2018年3月27日。運営開始から2年経過したトーコーキッチンは少しずつその存在を知ってもらえるようになり、「どうやら入居者以外の方も『トーコーキッチン』と固有名詞で呼んでくださっているようだ」という話をよく耳にしていた頃のことです。
今回のつぶやきの彼もそのお一人なのでしょうか。知人と正確に情報を共有したい願望がついに極限まで達し、そして、世の中に向けてつぶやいたのです。
それを見つけたボクは、すぐさま彼にこう返信しました。
「次回はぜひ“あれ”の近くのトーコーキッチンにお立ち寄りください!」
本当にうれしいつぶやきでした。場所を連想させる目印にトーコーキッチンが使われるなんて。自分だけではなく相手も当然知っている、そんな「共通認識」が「情報共有」を成り立たせてくれます。彼も、彼の知人も、トーコーキッチンを知ってくれているのでしょう。

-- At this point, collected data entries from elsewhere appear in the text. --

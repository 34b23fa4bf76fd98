//! Hardware access used by the driver.
//!
//! The data line is reached through [`DataLine`]. [`OpenDrainLine`] is the
//! portable implementation on top of `embedded-hal` pins; a HAL with faster
//! register-level access can implement [`DataLine`] directly and is picked
//! by type at build time.

use embedded_hal::digital::{InputPin, OutputPin, PinState};

/// A single bidirectional data line.
pub trait DataLine {
    type Error;

    /// Stop driving the line and let the pull-up raise it.
    fn set_input_pullup(&mut self) -> Result<(), Self::Error>;

    /// Prepare the line to be driven by [`write`](DataLine::write).
    fn set_output(&mut self) -> Result<(), Self::Error>;

    /// Drive the line to `state`.
    fn write(&mut self, state: PinState) -> Result<(), Self::Error>;

    /// Sample the current level of the line.
    fn read(&mut self) -> Result<PinState, Self::Error>;
}

impl<T: DataLine + ?Sized> DataLine for &mut T {
    type Error = T::Error;

    #[inline(always)]
    fn set_input_pullup(&mut self) -> Result<(), Self::Error> {
        T::set_input_pullup(self)
    }

    #[inline(always)]
    fn set_output(&mut self) -> Result<(), Self::Error> {
        T::set_output(self)
    }

    #[inline(always)]
    fn write(&mut self, state: PinState) -> Result<(), Self::Error> {
        T::write(self, state)
    }

    #[inline(always)]
    fn read(&mut self) -> Result<PinState, Self::Error> {
        T::read(self)
    }
}

/// [`DataLine`] over an `embedded-hal` pin configured as open-drain output.
///
/// With an open-drain pin and an external pull-up, "input with pull-up" is
/// the same as writing high, and the pin can be sampled at any time.
pub struct OpenDrainLine<P> {
    pin: P,
}

impl<P> OpenDrainLine<P>
where
    P: InputPin + OutputPin,
{
    /// Wraps an open-drain GPIO pin.
    pub fn new(pin: P) -> Self {
        OpenDrainLine { pin }
    }

    /// Returns the wrapped pin.
    pub fn into_inner(self) -> P {
        self.pin
    }
}

impl<P> DataLine for OpenDrainLine<P>
where
    P: InputPin + OutputPin,
{
    type Error = P::Error;

    fn set_input_pullup(&mut self) -> Result<(), Self::Error> {
        self.pin.set_high()
    }

    fn set_output(&mut self) -> Result<(), Self::Error> {
        Ok(())
    }

    fn write(&mut self, state: PinState) -> Result<(), Self::Error> {
        match state {
            PinState::Low => self.pin.set_low(),
            PinState::High => self.pin.set_high(),
        }
    }

    #[inline(always)]
    fn read(&mut self) -> Result<PinState, Self::Error> {
        Ok(PinState::from(self.pin.is_high()?))
    }
}

/// Millisecond timebase. Wraps around at `u32::MAX`.
pub trait Clock {
    fn now_ms(&self) -> u32;
}

impl<C: Clock + ?Sized> Clock for &C {
    fn now_ms(&self) -> u32 {
        C::now_ms(self)
    }
}

#[cfg(test)]
mod tests {
    use super::*;
    use embedded_hal_mock::eh1::digital::{
        Mock as PinMock, State as MockState, Transaction as PinTx,
    };

    #[test]
    fn test_open_drain_line() {
        let mut pin = PinMock::new(&[
            // set_input_pullup releases the line
            PinTx::set(MockState::High),
            // set_output leaves the pin alone, write drives it
            PinTx::set(MockState::Low),
            PinTx::get(MockState::Low),
            PinTx::set(MockState::High),
            PinTx::get(MockState::High),
        ]);

        let mut line = OpenDrainLine::new(pin.clone());
        line.set_input_pullup().unwrap();
        line.set_output().unwrap();
        line.write(PinState::Low).unwrap();
        assert_eq!(line.read().unwrap(), PinState::Low);
        line.write(PinState::High).unwrap();
        assert_eq!(line.read().unwrap(), PinState::High);

        pin.done();
    }
}
use fugit::{MicrosDurationU32, MillisDurationU32};

use crate::pulse::TIMEOUT;

/// Timing constants used by the [`Dht`](crate::Dht) driver.
///
/// The defaults match a DHT22/AM2302 polled by a 1 MHz loop.
#[derive(Clone, Copy, Debug, PartialEq, Eq)]
pub struct Config {
    /// Minimum time between two acquisitions. Faster reads return the cached result.
    pub min_interval: MillisDurationU32,
    /// How long the line is left floating high before the start signal.
    pub wakeup_settle: MillisDurationU32,
    /// Length of the host start signal (line driven low).
    pub start_low: MicrosDurationU32,
    /// Delay after releasing the line before the sensor's answer is sampled.
    ///
    /// This depends on the sensor model.
    pub pull_time: MicrosDurationU32,
    /// Longest pulse accepted before it is reported as a timeout.
    pub pulse_timeout: MicrosDurationU32,
    /// Polling iterations per microsecond on the target.
    pub cycles_per_us: u32,
}

impl Default for Config {
    fn default() -> Self {
        Self {
            min_interval: MillisDurationU32::millis(2000),
            wakeup_settle: MillisDurationU32::millis(1),
            start_low: MicrosDurationU32::micros(1100),
            pull_time: MicrosDurationU32::micros(55),
            pulse_timeout: MicrosDurationU32::millis(1),
            cycles_per_us: 1,
        }
    }
}

impl Config {
    pub fn with_min_interval(mut self, min_interval: MillisDurationU32) -> Self {
        self.min_interval = min_interval;
        self
    }

    pub fn with_wakeup_settle(mut self, wakeup_settle: MillisDurationU32) -> Self {
        self.wakeup_settle = wakeup_settle;
        self
    }

    pub fn with_start_low(mut self, start_low: MicrosDurationU32) -> Self {
        self.start_low = start_low;
        self
    }

    pub fn with_pull_time(mut self, pull_time: MicrosDurationU32) -> Self {
        self.pull_time = pull_time;
        self
    }

    pub fn with_pulse_timeout(mut self, pulse_timeout: MicrosDurationU32) -> Self {
        self.pulse_timeout = pulse_timeout;
        self
    }

    pub fn with_cycles_per_us(mut self, cycles_per_us: u32) -> Self {
        self.cycles_per_us = cycles_per_us;
        self
    }

    /// Polling budget for a single pulse.
    ///
    /// Kept strictly below [`TIMEOUT`] so a real count can never be mistaken
    /// for the sentinel.
    pub fn max_cycles(&self) -> u32 {
        self.pulse_timeout
            .to_micros()
            .saturating_mul(self.cycles_per_us)
            .min(TIMEOUT - 1)
    }
}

“あれ”がどこのことなのかは不明ですが、“あれ”の近くに存在する目印となるもので、彼らにとって最も共有しやすいものがトーコーキッチンだったという事実は、運営開始からまだ2年しか経過していなかった当時のわたしたちを励まし、勇気づけてくれました。
それは、淵野辺の商店街の一角でひっそりと誕生した、ちょっと変わった「入居者向け食堂」が広く知ってもらえて、そして、その存在を認めてもらえたような気がしたからでした。
ところで、トーコーキッチンに寄せられる要望には一体どんなものがあるのでしょう? やはり食事に関することばかりなのでしょうか?
答えは「ノー」です。
実は、わたしたちには思いも寄らなかった、ある要望が寄せられたのです。
でも、それはまた別のお話。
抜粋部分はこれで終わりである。